_Extracted records_:
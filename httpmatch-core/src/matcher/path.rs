// Copyright 2024 Wladimir Palant
//
// Licensed under the Apache License, Version 2.0 (the "License");
// you may not use this file except in compliance with the License.
// You may obtain a copy of the License at
//
// http://www.apache.org/licenses/LICENSE-2.0
//
// Unless required by applicable law or agreed to in writing, software
// distributed under the License is distributed on an "AS IS" BASIS,
// WITHOUT WARRANTIES OR CONDITIONS OF ANY KIND, either express or implied.
// See the License for the specific language governing permissions and
// limitations under the License.

//! `MatchPath`: literal/wildcard matching of the request path, in either raw (percent-encoded,
//! as received) or normalized (percent-decoded, dot-segments resolved) space.

use super::Matcher;
use crate::error::{ConfigError, MatchError};
use httpmatch_utils::RequestContext;

#[derive(Debug, Clone)]
struct CompiledPattern {
    /// Whether this pattern contains the `%*` raw-space wildcard marker and therefore compares
    /// against the raw, undecoded path instead of the normalized one.
    raw_space: bool,
    /// Pattern text, lowercased outside of `{...}` placeholders. Still contains literal `%*`
    /// markers and unexpanded placeholders; those are resolved at match time.
    text: String,
}

/// Matches the request path against a list of literal/wildcard patterns.
///
/// Each pattern is compared either against the raw path (if it contains the `%*` marker) or the
/// normalized path (otherwise). `*` is a glob wildcard matching any run of characters, including
/// none; `**` behaves identically to `*`. Comparisons are ASCII case-insensitive.
#[derive(Debug, Clone)]
pub struct MatchPath {
    raw_patterns: Vec<String>,
    compiled: Vec<CompiledPattern>,
    /// When set, also attempts each pattern against the path with trailing `.` and ` ` stripped
    /// -- a policy toggle, not a compile-time switch, matching filesystems that ignore them.
    pub strip_trailing_dot_space: bool,
}

impl MatchPath {
    /// Creates a matcher from unprocessed path patterns. Call [`Matcher::provision`] before use.
    pub fn new(patterns: impl IntoIterator<Item = impl Into<String>>) -> Self {
        Self {
            raw_patterns: patterns.into_iter().map(Into::into).collect(),
            compiled: Vec::new(),
            strip_trailing_dot_space: false,
        }
    }

    /// Builder method enabling the trailing dot/space stripping policy.
    pub fn with_dot_space_stripping(mut self, enabled: bool) -> Self {
        self.strip_trailing_dot_space = enabled;
        self
    }

    fn matches_one(&self, pattern: &CompiledPattern, ctx: &RequestContext) -> Result<bool, MatchError> {
        let expanded = if pattern.text.contains('{') {
            let replacer = crate::context::replacer(ctx)?;
            replacer.replace_all(&pattern.text, "")
        } else {
            pattern.text.clone()
        };
        let glob = strip_raw_markers(&expanded);

        let raw_path = ctx.uri().path().to_ascii_lowercase();
        let normalized_path = normalize_path(ctx.uri().path()).to_ascii_lowercase();
        let target = if pattern.raw_space { &raw_path } else { &normalized_path };

        if glob_match(&glob, target) {
            return Ok(true);
        }
        if self.strip_trailing_dot_space {
            let stripped = trim_trailing_dot_space(target);
            if glob_match(&glob, stripped) {
                return Ok(true);
            }
        }
        Ok(false)
    }
}

impl Matcher for MatchPath {
    fn provision(&mut self) -> Result<(), ConfigError> {
        for pattern in &self.raw_patterns {
            self.compiled.push(CompiledPattern {
                raw_space: pattern.contains("%*"),
                text: lowercase_preserving_placeholders(pattern),
            });
        }
        Ok(())
    }

    fn matches(&self, ctx: &RequestContext) -> Result<bool, MatchError> {
        for pattern in &self.compiled {
            if self.matches_one(pattern, ctx)? {
                return Ok(true);
            }
        }
        Ok(false)
    }
}

/// Decodes percent-escapes (including `%2F`) and resolves `.`/`..` segments, preserving a
/// doubled leading or internal slash as an empty path segment.
pub fn normalize_path(raw: &str) -> String {
    let decoded = percent_encoding::percent_decode_str(raw)
        .decode_utf8_lossy()
        .into_owned();
    resolve_dot_segments(&decoded)
}

fn resolve_dot_segments(path: &str) -> String {
    let mut out: Vec<&str> = Vec::new();
    for segment in path.split('/') {
        match segment {
            "." => continue,
            ".." => {
                if matches!(out.last(), Some(s) if !s.is_empty()) {
                    out.pop();
                }
            }
            other => out.push(other),
        }
    }
    out.join("/")
}

fn trim_trailing_dot_space(path: &str) -> &str {
    path.trim_end_matches(['.', ' '])
}

/// Removes the `%` from every `%*` raw-space wildcard marker, leaving a plain glob pattern with
/// `*` wildcards and everything else as literal text.
fn strip_raw_markers(pattern: &str) -> String {
    pattern.replace("%*", "*")
}

/// Lowercases every character outside of `{...}` placeholders, so placeholder keys keep their
/// original case.
fn lowercase_preserving_placeholders(input: &str) -> String {
    let mut out = String::with_capacity(input.len());
    let mut in_placeholder = false;
    for ch in input.chars() {
        match ch {
            '{' => {
                in_placeholder = true;
                out.push(ch);
            }
            '}' => {
                in_placeholder = false;
                out.push(ch);
            }
            _ if in_placeholder => out.push(ch),
            _ => out.extend(ch.to_lowercase()),
        }
    }
    out
}

/// Matches `text` against a glob `pattern` where `*` matches any run of characters (including
/// none). Anchored at both ends unless a leading/trailing `*` opens that end up.
fn glob_match(pattern: &str, text: &str) -> bool {
    let parts: Vec<&str> = pattern.split('*').collect();
    if parts.len() == 1 {
        return pattern == text;
    }

    let first = parts[0];
    let last = parts[parts.len() - 1];
    if !text.starts_with(first) || !text.ends_with(last) {
        return false;
    }
    if text.len() < first.len() + last.len() {
        return false;
    }

    let middle = &text[first.len()..text.len() - last.len()];
    let mut search_from = 0;
    for part in &parts[1..parts.len() - 1] {
        if part.is_empty() {
            continue;
        }
        match middle[search_from..].find(part) {
            Some(found) => search_from += found + part.len(),
            None => return false,
        }
    }
    true
}

#[cfg(test)]
mod tests {
    use super::*;
    use crate::context;
    use httpmatch_utils::create_test_session;
    use pingora::http::RequestHeader;
    use test_log::test;

    async fn session_with_path(path: &str) -> RequestContext {
        let header = RequestHeader::build("GET", path.as_bytes(), None).unwrap();
        let session = create_test_session(header).await;
        let mut ctx = RequestContext::new(session);
        context::install(&mut ctx);
        ctx
    }

    #[test]
    fn glob_handles_all_positions() {
        assert!(glob_match("/foo", "/foo"));
        assert!(!glob_match("/foo", "/foobar"));
        assert!(glob_match("/foo*", "/foobar"));
        assert!(glob_match("*bar", "/foobar"));
        assert!(glob_match("*oob*", "/foobar"));
        assert!(glob_match("/f*r", "/foobar"));
        assert!(!glob_match("/f*r", "/f"));
        assert!(glob_match("**", "/anything"));
        assert_eq!(glob_match("**", "anything"), glob_match("*", "anything"));
    }

    #[test(tokio::test)]
    async fn normalized_space_decodes_percent_2f() {
        let mut matcher = MatchPath::new(["/foo//*"]);
        matcher.provision().unwrap();

        let ctx = session_with_path("/foo/%2Fbar").await;
        assert!(matcher.matches(&ctx).unwrap());
    }

    #[test(tokio::test)]
    async fn normalized_space_does_not_match_literal_percent_sequence() {
        let mut matcher = MatchPath::new(["/foo/%2F*"]);
        matcher.provision().unwrap();

        let ctx = session_with_path("/foo//bar").await;
        assert!(!matcher.matches(&ctx).unwrap());
    }

    #[test(tokio::test)]
    async fn raw_space_marker_matches_encoded_slash() {
        let mut matcher = MatchPath::new(["/bands/%*/%*"]);
        matcher.provision().unwrap();

        let ctx = session_with_path("/bands/AC%2FDC/T.N.T").await;
        assert!(matcher.matches(&ctx).unwrap());
    }

    #[test(tokio::test)]
    async fn dot_space_stripping_is_a_policy_toggle() {
        let mut matcher = MatchPath::new(["/foo"]).with_dot_space_stripping(true);
        matcher.provision().unwrap();

        let ctx = session_with_path("/foo.").await;
        assert!(matcher.matches(&ctx).unwrap());

        let mut strict = MatchPath::new(["/foo"]);
        strict.provision().unwrap();
        let ctx = session_with_path("/foo.").await;
        assert!(!strict.matches(&ctx).unwrap());
    }
}
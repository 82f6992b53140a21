// Copyright 2024 Wladimir Palant
//
// Licensed under the Apache License, Version 2.0 (the "License");
// you may not use this file except in compliance with the License.
// You may obtain a copy of the License at
//
// http://www.apache.org/licenses/LICENSE-2.0
//
// Unless required by applicable law or agreed to in writing, software
// distributed under the License is distributed on an "AS IS" BASIS,
// WITHOUT WARRANTIES OR CONDITIONS OF ANY KIND, either express or implied.
// See the License for the specific language governing permissions and
// limitations under the License.

//! The per-request `VarsStore`: an untyped key-value scratchpad written by upstream handlers and
//! read by `MatchVarsRE` and the `Replacer`'s `http.vars.*` namespace.

use std::collections::HashMap;
use std::fmt;

/// A value a handler can stash in the [`VarsStore`] under an arbitrary key.
#[derive(Debug, Clone, PartialEq)]
pub enum VarValue {
    /// A string value.
    Str(String),
    /// A boolean value.
    Bool(bool),
    /// An integer value.
    Int(i64),
    /// A floating-point value.
    Float(f64),
}

impl VarValue {
    /// Renders the value the way the `Replacer` and `MatchVarsRE` see it: every variant
    /// stringifies, never errors.
    pub fn as_display_string(&self) -> String {
        match self {
            Self::Str(value) => value.clone(),
            Self::Bool(value) => value.to_string(),
            Self::Int(value) => value.to_string(),
            Self::Float(value) => value.to_string(),
        }
    }
}

impl fmt::Display for VarValue {
    fn fmt(&self, f: &mut fmt::Formatter<'_>) -> fmt::Result {
        f.write_str(&self.as_display_string())
    }
}

impl From<String> for VarValue {
    fn from(value: String) -> Self {
        Self::Str(value)
    }
}

impl From<&str> for VarValue {
    fn from(value: &str) -> Self {
        Self::Str(value.to_owned())
    }
}

impl From<bool> for VarValue {
    fn from(value: bool) -> Self {
        Self::Bool(value)
    }
}

impl From<i64> for VarValue {
    fn from(value: i64) -> Self {
        Self::Int(value)
    }
}

impl From<f64> for VarValue {
    fn from(value: f64) -> Self {
        Self::Float(value)
    }
}

/// Per-request key -> value scratchpad. Created empty when the request context is installed,
/// written to by upstream handlers (outside the scope of this crate), read by `MatchVarsRE` and
/// exposed to the `Replacer` under the `http.vars.<key>` namespace.
#[derive(Debug, Default, Clone)]
pub struct VarsStore {
    values: HashMap<String, VarValue>,
}

impl VarsStore {
    /// Creates an empty store.
    pub fn new() -> Self {
        Self::default()
    }

    /// Writes a value under `key`, overwriting any previous value.
    pub fn set(&mut self, key: impl Into<String>, value: impl Into<VarValue>) {
        self.values.insert(key.into(), value.into());
    }

    /// Reads the value stored under `key`, if any.
    pub fn get(&self, key: &str) -> Option<&VarValue> {
        self.values.get(key)
    }

    /// Reads the value stored under `key`, stringified.
    pub fn get_string(&self, key: &str) -> Option<String> {
        self.get(key).map(VarValue::as_display_string)
    }

    /// Returns whether any value is stored under `key`.
    pub fn contains(&self, key: &str) -> bool {
        self.values.contains_key(key)
    }
}

#[cfg(test)]
mod tests {
    use super::*;

    #[test]
    fn set_and_get_roundtrip() {
        let mut vars = VarsStore::new();
        vars.set("user.id", 42i64);
        vars.set("user.name", "alice");
        vars.set("user.admin", true);

        assert_eq!(vars.get_string("user.id").as_deref(), Some("42"));
        assert_eq!(vars.get_string("user.name").as_deref(), Some("alice"));
        assert_eq!(vars.get_string("user.admin").as_deref(), Some("true"));
        assert!(vars.get("missing").is_none());
    }

    #[test]
    fn overwrite_replaces_value() {
        let mut vars = VarsStore::new();
        vars.set("k", "first");
        vars.set("k", "second");
        assert_eq!(vars.get_string("k").as_deref(), Some("second"));
    }
}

_Work instructions_: For this exercise, please output exactly the lines above starting at the line with "pub fn normalize_path(raw: &str)" and ending at the line with "fn resolve_dot_segments(path: &str)", ends included.

_Answer space_:
pub fn normalize_path(raw: &str) -> String {
    let decoded = percent_encoding::percent_decode_str(raw)
        .decode_utf8_lossy()
        .into_owned();
    resolve_dot_segments(&decoded)
}

fn resolve_dot_segments(path: &str) -> String {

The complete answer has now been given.